Bientôt totalement indépendant du groupe allemand Continental, Vitesco Technologies va se doter d'un nouveau siège social pour ses activités en France, à Toulouse. Spécialisée dans la production de pièces pour la propulsion de véhicules électriques, l'entreprise vient de lancer une vague de recrutements pour accompagner son développement, dont une quarantaine dans la Ville rose. Les détails.Bien que le marché de l'immobilier professionnel soit à l'arrêt depuis le début de la crise sanitaire, certaines entreprises font le choix de poursuivre leurs investissements en la matière.
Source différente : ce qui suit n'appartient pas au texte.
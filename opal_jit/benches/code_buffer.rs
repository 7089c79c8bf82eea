//! Code-buffer emission and patching benchmarks.

use criterion::{black_box, criterion_group, criterion_main, Criterion};
use opal_jit::code::CodeBuffer;

fn bench_emit(c: &mut Criterion) {
    c.bench_function("emit_4k_bytes", |b| {
        b.iter(|| {
            let mut buffer = CodeBuffer::new();
            for i in 0..4096u32 {
                buffer.emit_byte(black_box(i as u8));
            }
            buffer.finish()
        })
    });

    c.bench_function("emit_u64_512", |b| {
        b.iter(|| {
            let mut buffer = CodeBuffer::new();
            for i in 0..512u64 {
                buffer.emit_u64(black_box(i));
            }
            buffer.finish()
        })
    });
}

fn bench_patch(c: &mut Criterion) {
    c.bench_function("fix_rel32_256", |b| {
        b.iter(|| {
            let mut buffer = CodeBuffer::new();
            let mut sites = Vec::with_capacity(256);
            for _ in 0..256 {
                buffer.emit_byte(0xE9);
                sites.push(buffer.current_position());
                buffer.emit_u32(0);
            }
            let end = buffer.current_position();
            for &site in &sites {
                let relative = (end - site - 4) as u32;
                buffer
                    .fix_with(site, 4, |bytes| {
                        bytes.copy_from_slice(&relative.to_le_bytes())
                    })
                    .unwrap();
            }
            buffer.finish()
        })
    });
}

criterion_group!(benches, bench_emit, bench_patch);
criterion_main!(benches);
Dans la Ville rose, la société Vitesco Technologies a fêté, mardi 6 juillet, la fin des opérations de gros oeuvre sur l'un des plus importants chantier en immobilier d'entreprise opérés en Occitanie, à savoir son futur siège social.
À partir du second trimestre 2022, 621 salariés, soit les deux tiers des effectifs de l'entreprise allemande à Toulouse, se retrouveront dans ce bâtiment de 9.200 m2. Nommée e-NOV, cette opération immobilière est actuellement réalisée par Bouygues Immobilier et MIDI 2i sur le site de l'ancienne école de génie chimique de l'INPT, foudroyée par l'explosion d'AZF en 2001.
"Ce nouveau site sera dédiée aux fonctions centrales du groupe et aux activités de développement de la société", commente Stéphane Fregosi, le président de Vitesco Technologies France.
Une nouvelle concurrence avec Continental
Dans les faits, ce déménagement des équipes n'a pas que des intérêts immobiliers pour cette entreprise spécialisée dans tous les produits qui participent à la propulsion des voitures électriques. Si l'entité Vitesco Technologies n'a que deux ans, en revanche le début de son histoire est bien plus antérieure. Concrètement, cette dénomination abrite ce qui était auparavant la filiale Continental Powertain, dédiée à la propulsion des moteurs thermiques, hybrides et électriques.
"L'évolution du marché automobile sur l'électrique est tellement rapide ! Ce n'est même plus une évolution que nous traversons, mais une révolution. Ce changement est incompatible avec la vitesse de celle d'un grand groupe. Donc il a été décidé de nous donner les moyens en matière de prise de décision, mais aussi de choix d'investissements et de gestion de nos sites par exemple", explique Stéphane Fregosi.